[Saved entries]

= = = = = = =

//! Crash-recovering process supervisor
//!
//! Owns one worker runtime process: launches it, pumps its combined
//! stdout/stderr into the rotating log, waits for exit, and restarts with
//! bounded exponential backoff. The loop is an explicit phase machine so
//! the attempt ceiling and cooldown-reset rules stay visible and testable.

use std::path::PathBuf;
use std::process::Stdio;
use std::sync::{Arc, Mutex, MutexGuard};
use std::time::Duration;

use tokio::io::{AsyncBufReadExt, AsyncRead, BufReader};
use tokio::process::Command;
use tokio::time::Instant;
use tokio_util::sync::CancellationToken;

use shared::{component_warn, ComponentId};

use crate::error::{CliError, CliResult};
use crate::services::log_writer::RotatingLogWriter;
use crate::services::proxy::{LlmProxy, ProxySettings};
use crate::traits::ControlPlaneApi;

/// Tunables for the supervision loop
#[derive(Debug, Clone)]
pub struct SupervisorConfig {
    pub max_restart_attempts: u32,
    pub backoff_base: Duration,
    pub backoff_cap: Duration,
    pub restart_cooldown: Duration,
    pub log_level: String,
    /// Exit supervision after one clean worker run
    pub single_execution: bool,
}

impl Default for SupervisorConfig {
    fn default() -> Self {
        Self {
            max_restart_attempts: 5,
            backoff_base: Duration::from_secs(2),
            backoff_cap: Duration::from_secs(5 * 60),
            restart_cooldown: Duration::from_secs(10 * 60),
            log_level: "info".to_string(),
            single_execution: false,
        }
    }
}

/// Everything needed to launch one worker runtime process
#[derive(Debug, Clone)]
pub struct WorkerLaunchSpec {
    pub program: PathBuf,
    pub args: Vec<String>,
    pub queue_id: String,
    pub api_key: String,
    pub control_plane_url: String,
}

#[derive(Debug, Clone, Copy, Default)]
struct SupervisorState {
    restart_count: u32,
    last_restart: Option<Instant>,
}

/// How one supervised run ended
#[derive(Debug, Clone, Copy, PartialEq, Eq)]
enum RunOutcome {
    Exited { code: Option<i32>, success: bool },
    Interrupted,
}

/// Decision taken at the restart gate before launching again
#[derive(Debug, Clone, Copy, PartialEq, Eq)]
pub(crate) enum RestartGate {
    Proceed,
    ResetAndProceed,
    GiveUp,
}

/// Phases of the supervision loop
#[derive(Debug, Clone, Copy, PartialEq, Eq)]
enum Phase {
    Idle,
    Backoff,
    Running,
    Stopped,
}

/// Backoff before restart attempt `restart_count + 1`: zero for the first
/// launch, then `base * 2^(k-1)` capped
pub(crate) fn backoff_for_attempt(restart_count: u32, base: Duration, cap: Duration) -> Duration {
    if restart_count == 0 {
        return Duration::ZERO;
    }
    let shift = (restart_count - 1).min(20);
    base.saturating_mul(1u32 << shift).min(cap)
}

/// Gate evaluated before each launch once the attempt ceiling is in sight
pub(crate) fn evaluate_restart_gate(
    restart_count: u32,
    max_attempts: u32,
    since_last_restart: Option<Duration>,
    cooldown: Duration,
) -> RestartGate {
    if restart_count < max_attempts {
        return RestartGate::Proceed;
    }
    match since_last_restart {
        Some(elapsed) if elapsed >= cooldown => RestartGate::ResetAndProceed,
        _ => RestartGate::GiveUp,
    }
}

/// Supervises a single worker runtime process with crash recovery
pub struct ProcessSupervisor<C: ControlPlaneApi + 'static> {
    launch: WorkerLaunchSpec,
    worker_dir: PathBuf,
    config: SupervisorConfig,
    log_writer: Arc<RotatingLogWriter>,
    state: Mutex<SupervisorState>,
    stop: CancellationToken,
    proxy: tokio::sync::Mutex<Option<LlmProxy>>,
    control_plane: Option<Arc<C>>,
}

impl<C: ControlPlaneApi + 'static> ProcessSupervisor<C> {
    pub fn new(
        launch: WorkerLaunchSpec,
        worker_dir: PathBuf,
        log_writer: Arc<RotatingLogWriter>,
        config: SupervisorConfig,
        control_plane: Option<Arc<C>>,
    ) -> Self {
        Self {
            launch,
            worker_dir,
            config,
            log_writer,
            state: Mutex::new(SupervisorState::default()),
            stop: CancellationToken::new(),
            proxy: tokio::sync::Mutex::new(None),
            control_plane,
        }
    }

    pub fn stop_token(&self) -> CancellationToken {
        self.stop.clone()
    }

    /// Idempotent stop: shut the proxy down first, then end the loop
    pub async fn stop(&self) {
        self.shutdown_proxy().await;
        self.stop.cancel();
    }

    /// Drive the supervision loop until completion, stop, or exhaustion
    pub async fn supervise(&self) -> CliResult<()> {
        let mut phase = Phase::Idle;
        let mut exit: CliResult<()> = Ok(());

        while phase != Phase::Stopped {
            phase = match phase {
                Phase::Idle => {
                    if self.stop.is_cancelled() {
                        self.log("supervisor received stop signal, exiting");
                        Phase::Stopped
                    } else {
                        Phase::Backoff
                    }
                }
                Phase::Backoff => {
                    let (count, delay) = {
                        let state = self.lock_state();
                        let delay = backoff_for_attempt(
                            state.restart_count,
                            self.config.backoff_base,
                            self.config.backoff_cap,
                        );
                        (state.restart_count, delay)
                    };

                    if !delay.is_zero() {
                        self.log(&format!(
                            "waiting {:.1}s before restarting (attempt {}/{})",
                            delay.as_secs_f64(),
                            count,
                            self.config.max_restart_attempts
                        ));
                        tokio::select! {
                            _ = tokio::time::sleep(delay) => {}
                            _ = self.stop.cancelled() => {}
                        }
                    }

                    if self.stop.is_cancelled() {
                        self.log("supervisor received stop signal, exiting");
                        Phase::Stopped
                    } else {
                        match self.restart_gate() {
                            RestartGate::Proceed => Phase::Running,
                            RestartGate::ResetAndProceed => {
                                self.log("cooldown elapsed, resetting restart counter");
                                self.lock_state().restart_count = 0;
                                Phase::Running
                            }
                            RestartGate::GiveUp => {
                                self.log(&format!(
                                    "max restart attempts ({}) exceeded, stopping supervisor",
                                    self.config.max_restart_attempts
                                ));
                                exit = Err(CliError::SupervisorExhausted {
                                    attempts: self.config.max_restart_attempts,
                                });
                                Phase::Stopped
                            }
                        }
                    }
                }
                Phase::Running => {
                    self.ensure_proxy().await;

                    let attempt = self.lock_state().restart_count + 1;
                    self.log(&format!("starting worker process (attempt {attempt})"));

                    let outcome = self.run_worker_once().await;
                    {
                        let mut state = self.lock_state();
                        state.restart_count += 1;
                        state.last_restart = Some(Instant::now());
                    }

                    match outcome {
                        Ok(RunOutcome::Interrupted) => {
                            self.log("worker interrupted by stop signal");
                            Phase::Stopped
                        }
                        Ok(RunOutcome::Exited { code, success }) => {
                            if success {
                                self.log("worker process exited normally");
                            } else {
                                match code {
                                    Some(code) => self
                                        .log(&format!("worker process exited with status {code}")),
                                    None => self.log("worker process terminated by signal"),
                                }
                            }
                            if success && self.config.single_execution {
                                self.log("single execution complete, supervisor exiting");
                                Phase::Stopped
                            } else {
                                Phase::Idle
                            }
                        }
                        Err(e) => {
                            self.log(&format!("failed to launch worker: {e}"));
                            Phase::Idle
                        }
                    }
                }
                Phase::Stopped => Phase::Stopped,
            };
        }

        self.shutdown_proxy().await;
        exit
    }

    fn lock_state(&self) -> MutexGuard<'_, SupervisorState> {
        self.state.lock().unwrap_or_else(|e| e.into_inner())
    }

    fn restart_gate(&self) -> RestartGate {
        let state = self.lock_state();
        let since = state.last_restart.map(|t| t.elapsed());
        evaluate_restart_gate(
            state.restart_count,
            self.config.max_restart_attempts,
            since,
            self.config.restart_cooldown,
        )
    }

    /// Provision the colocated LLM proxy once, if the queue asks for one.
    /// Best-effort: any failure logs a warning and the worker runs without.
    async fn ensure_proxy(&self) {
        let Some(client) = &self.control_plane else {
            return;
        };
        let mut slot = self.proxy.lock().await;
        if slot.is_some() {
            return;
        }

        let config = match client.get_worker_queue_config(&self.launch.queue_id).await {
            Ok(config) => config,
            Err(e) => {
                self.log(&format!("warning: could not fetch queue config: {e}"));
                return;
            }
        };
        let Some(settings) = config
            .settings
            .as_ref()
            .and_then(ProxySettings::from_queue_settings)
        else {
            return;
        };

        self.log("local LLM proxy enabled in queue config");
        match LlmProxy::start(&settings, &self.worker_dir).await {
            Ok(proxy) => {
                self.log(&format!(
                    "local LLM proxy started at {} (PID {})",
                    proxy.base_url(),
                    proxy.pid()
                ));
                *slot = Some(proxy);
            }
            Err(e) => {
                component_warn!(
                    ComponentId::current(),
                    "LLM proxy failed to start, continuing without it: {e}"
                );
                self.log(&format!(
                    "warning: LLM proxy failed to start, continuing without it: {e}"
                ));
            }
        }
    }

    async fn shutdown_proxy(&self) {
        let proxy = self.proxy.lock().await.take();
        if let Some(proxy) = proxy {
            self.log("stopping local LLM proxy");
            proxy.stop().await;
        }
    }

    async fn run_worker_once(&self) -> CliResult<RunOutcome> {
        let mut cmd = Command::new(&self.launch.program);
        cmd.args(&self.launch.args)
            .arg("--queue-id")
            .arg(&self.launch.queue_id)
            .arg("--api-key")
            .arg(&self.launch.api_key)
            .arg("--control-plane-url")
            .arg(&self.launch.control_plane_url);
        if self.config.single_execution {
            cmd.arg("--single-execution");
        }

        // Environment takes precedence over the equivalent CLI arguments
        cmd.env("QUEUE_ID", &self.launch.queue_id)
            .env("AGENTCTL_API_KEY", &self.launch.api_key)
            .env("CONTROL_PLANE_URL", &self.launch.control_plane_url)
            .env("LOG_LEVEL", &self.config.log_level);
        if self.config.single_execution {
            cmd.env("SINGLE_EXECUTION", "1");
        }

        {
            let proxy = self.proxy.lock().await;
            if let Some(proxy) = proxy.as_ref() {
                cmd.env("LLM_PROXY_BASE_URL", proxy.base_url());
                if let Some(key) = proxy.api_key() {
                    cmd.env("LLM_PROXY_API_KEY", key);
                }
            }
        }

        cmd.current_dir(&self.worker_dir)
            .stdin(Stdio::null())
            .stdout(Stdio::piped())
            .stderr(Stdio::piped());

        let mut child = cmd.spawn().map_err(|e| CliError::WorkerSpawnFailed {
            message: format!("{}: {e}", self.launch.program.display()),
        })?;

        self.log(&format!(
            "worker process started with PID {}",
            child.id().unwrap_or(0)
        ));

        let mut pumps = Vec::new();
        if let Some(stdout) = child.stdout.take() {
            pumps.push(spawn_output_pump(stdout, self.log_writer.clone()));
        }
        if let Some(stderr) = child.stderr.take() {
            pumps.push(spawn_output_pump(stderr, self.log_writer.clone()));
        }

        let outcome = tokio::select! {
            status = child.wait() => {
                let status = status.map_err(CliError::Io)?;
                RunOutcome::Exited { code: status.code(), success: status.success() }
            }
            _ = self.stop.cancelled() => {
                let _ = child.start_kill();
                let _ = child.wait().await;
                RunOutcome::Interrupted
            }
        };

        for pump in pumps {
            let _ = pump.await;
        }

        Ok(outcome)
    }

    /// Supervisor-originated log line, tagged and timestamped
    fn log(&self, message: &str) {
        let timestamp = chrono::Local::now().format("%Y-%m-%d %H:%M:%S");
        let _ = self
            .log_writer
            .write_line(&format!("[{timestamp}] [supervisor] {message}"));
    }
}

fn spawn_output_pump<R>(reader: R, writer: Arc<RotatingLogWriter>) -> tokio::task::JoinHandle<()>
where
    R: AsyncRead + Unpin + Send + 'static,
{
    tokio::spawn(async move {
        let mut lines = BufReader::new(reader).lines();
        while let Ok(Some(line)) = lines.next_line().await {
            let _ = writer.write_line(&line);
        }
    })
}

= = = = = = =

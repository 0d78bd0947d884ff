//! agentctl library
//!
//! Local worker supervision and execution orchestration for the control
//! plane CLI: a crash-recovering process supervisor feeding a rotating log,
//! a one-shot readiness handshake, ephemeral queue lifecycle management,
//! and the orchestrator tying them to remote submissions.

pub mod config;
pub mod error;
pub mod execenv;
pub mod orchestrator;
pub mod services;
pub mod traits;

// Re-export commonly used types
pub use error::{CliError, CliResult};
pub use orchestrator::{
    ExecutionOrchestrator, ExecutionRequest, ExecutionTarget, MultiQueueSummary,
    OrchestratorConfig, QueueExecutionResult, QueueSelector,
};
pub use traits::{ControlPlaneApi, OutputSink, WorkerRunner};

= = = = = = =

● Task to carry out
Here the output must be the lines above from the line with "for the control" to the line with "pub mod services;", both included, duplicated word for word and nothing else.

● Exercise response
//! Local worker supervision and execution orchestration for the control
//! plane CLI: a crash-recovering process supervisor feeding a rotating log,
//! a one-shot readiness handshake, ephemeral queue lifecycle management,
//! and the orchestrator tying them to remote submissions.

pub mod config;
pub mod error;
pub mod execenv;
pub mod orchestrator;
pub mod services;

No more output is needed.